#### About this task
Pull out each line of the records holding the string "PropertyPoint".

++++++++++

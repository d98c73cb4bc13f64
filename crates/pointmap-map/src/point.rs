//! Addressable value locations on a class.
//!
//! Every point has a canonical FQN:
//!
//! ```text
//! property-fqn   = class-fqn "." "$" member-name       app::User.$name
//! method-fqn     = class-fqn "." member-name "()"      app::User.getName()
//! parameter-fqn  = method-fqn "." "$" parameter-name   app::User.setName().$name
//! ```
//!
//! Points are only created by [`crate::PointFactory`], which checks that the
//! addressed member exists, so a `Point` value is always valid.

use std::fmt;

use pointmap_model::{ClassName, is_identifier};

const VALUE_MARKER: &str = ".$";
const CALL_MARKER: &str = "()";

pub fn property_fqn(class: &ClassName, property: &str) -> String {
    format!("{class}{VALUE_MARKER}{property}")
}

pub fn method_fqn(class: &ClassName, method: &str) -> String {
    format!("{class}.{method}{CALL_MARKER}")
}

pub fn parameter_fqn(class: &ClassName, method: &str, parameter: &str) -> String {
    format!("{}{VALUE_MARKER}{parameter}", method_fqn(class, method))
}

/// Which of the three grammars an FQN uses.
#[derive(Debug, Clone, Copy, PartialEq, Eq, Hash)]
pub enum PointKind {
    Property,
    Method,
    Parameter,
}

impl PointKind {
    pub fn as_str(&self) -> &'static str {
        match self {
            PointKind::Property => "property",
            PointKind::Method => "method",
            PointKind::Parameter => "parameter",
        }
    }

    /// Can be read from.
    pub fn is_source(&self) -> bool {
        matches!(self, PointKind::Property | PointKind::Method)
    }

    /// Can be written to.
    pub fn is_target(&self) -> bool {
        matches!(self, PointKind::Property | PointKind::Parameter)
    }
}

impl fmt::Display for PointKind {
    fn fmt(&self, f: &mut fmt::Formatter<'_>) -> fmt::Result {
        f.write_str(self.as_str())
    }
}

/// Syntactic decomposition of an FQN, before any class lookup.
#[derive(Debug, Clone, PartialEq, Eq)]
pub(crate) enum ParsedFqn {
    Property {
        class: ClassName,
        property: String,
    },
    Method {
        class: ClassName,
        method: String,
    },
    Parameter {
        class: ClassName,
        method: String,
        parameter: String,
    },
}

impl ParsedFqn {
    /// Splits an FQN, most specific grammar first. Returns `None` when no
    /// grammar matches.
    pub(crate) fn parse(fqn: &str) -> Option<Self> {
        if let Some((head, parameter)) = fqn.rsplit_once(VALUE_MARKER) {
            if let Some(callee) = head.strip_suffix(CALL_MARKER) {
                let (class, method) = split_member(callee)?;
                return is_identifier(parameter).then(|| ParsedFqn::Parameter {
                    class,
                    method,
                    parameter: parameter.to_string(),
                });
            }
        }
        if let Some(callee) = fqn.strip_suffix(CALL_MARKER) {
            let (class, method) = split_member(callee)?;
            return Some(ParsedFqn::Method { class, method });
        }
        let (class, property) = fqn.rsplit_once(VALUE_MARKER)?;
        if !is_identifier(property) {
            return None;
        }
        let class = class_part(class)?;
        Some(ParsedFqn::Property {
            class,
            property: property.to_string(),
        })
    }
}

fn split_member(callee: &str) -> Option<(ClassName, String)> {
    let (class, member) = callee.rsplit_once('.')?;
    if !is_identifier(member) {
        return None;
    }
    Some((class_part(class)?, member.to_string()))
}

/// Class segment of an FQN; surrounding whitespace is not tolerated.
fn class_part(raw: &str) -> Option<ClassName> {
    ClassName::new(raw).ok().filter(|class| class.as_str() == raw)
}

/// A property, readable and writable. Dynamic property points address a
/// property the class does not declare.
#[derive(Debug, Clone, PartialEq, Eq, Hash)]
pub struct PropertyPoint {
    fqn: String,
    class: ClassName,
    name: String,
    dynamic: bool,
}

impl PropertyPoint {
    pub(crate) fn new(class: ClassName, name: impl Into<String>, dynamic: bool) -> Self {
        let name = name.into();
        Self {
            fqn: property_fqn(&class, &name),
            class,
            name,
            dynamic,
        }
    }

    pub fn fqn(&self) -> &str {
        &self.fqn
    }

    pub fn class_name(&self) -> &ClassName {
        &self.class
    }

    pub fn name(&self) -> &str {
        &self.name
    }

    pub fn is_dynamic(&self) -> bool {
        self.dynamic
    }
}

/// A public method callable without arguments; read-only.
#[derive(Debug, Clone, PartialEq, Eq, Hash)]
pub struct MethodPoint {
    fqn: String,
    class: ClassName,
    name: String,
}

impl MethodPoint {
    pub(crate) fn new(class: ClassName, name: impl Into<String>) -> Self {
        let name = name.into();
        Self {
            fqn: method_fqn(&class, &name),
            class,
            name,
        }
    }

    pub fn fqn(&self) -> &str {
        &self.fqn
    }

    pub fn class_name(&self) -> &ClassName {
        &self.class
    }

    pub fn name(&self) -> &str {
        &self.name
    }
}

/// A parameter of a constructor or mutator; write-only.
#[derive(Debug, Clone, PartialEq, Eq, Hash)]
pub struct ParameterPoint {
    fqn: String,
    class: ClassName,
    method: String,
    name: String,
    position: usize,
}

impl ParameterPoint {
    pub(crate) fn new(
        class: ClassName,
        method: impl Into<String>,
        name: impl Into<String>,
        position: usize,
    ) -> Self {
        let method = method.into();
        let name = name.into();
        Self {
            fqn: parameter_fqn(&class, &method, &name),
            class,
            method,
            name,
            position,
        }
    }

    pub fn fqn(&self) -> &str {
        &self.fqn
    }

    pub fn class_name(&self) -> &ClassName {
        &self.class
    }

    pub fn method_name(&self) -> &str {
        &self.method
    }

    pub fn name(&self) -> &str {
        &self.name
    }

    /// Zero-based index among the method's declared parameters.
    pub fn position(&self) -> usize {
        self.position
    }

    /// FQN of the method owning this parameter.
    pub fn method_fqn(&self) -> String {
        method_fqn(&self.class, &self.method)
    }
}

#[derive(Debug, Clone, PartialEq, Eq, Hash)]
pub enum Point {
    Property(PropertyPoint),
    Method(MethodPoint),
    Parameter(ParameterPoint),
}

impl Point {
    pub fn kind(&self) -> PointKind {
        match self {
            Point::Property(_) => PointKind::Property,
            Point::Method(_) => PointKind::Method,
            Point::Parameter(_) => PointKind::Parameter,
        }
    }

    pub fn fqn(&self) -> &str {
        match self {
            Point::Property(point) => point.fqn(),
            Point::Method(point) => point.fqn(),
            Point::Parameter(point) => point.fqn(),
        }
    }

    pub fn class_name(&self) -> &ClassName {
        match self {
            Point::Property(point) => point.class_name(),
            Point::Method(point) => point.class_name(),
            Point::Parameter(point) => point.class_name(),
        }
    }

    /// Property, method or parameter name.
    pub fn name(&self) -> &str {
        match self {
            Point::Property(point) => point.name(),
            Point::Method(point) => point.name(),
            Point::Parameter(point) => point.name(),
        }
    }

    pub fn is_source(&self) -> bool {
        self.kind().is_source()
    }

    pub fn is_target(&self) -> bool {
        self.kind().is_target()
    }
}

impl fmt::Display for Point {
    fn fmt(&self, f: &mut fmt::Formatter<'_>) -> fmt::Result {
        f.write_str(self.fqn())
    }
}

impl From<PropertyPoint> for Point {
    fn from(point: PropertyPoint) -> Self {
        Point::Property(point)
    }
}

impl From<MethodPoint> for Point {
    fn from(point: MethodPoint) -> Self {
        Point::Method(point)
    }
}

impl From<ParameterPoint> for Point {
    fn from(point: ParameterPoint) -> Self {
        Point::Parameter(point)
    }
}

++++++++++

#### Response box
pub struct PropertyPoint {
impl PropertyPoint {
    Property(PropertyPoint),
impl From<PropertyPoint> for Point {
    fn from(point: PropertyPoint) -> Self {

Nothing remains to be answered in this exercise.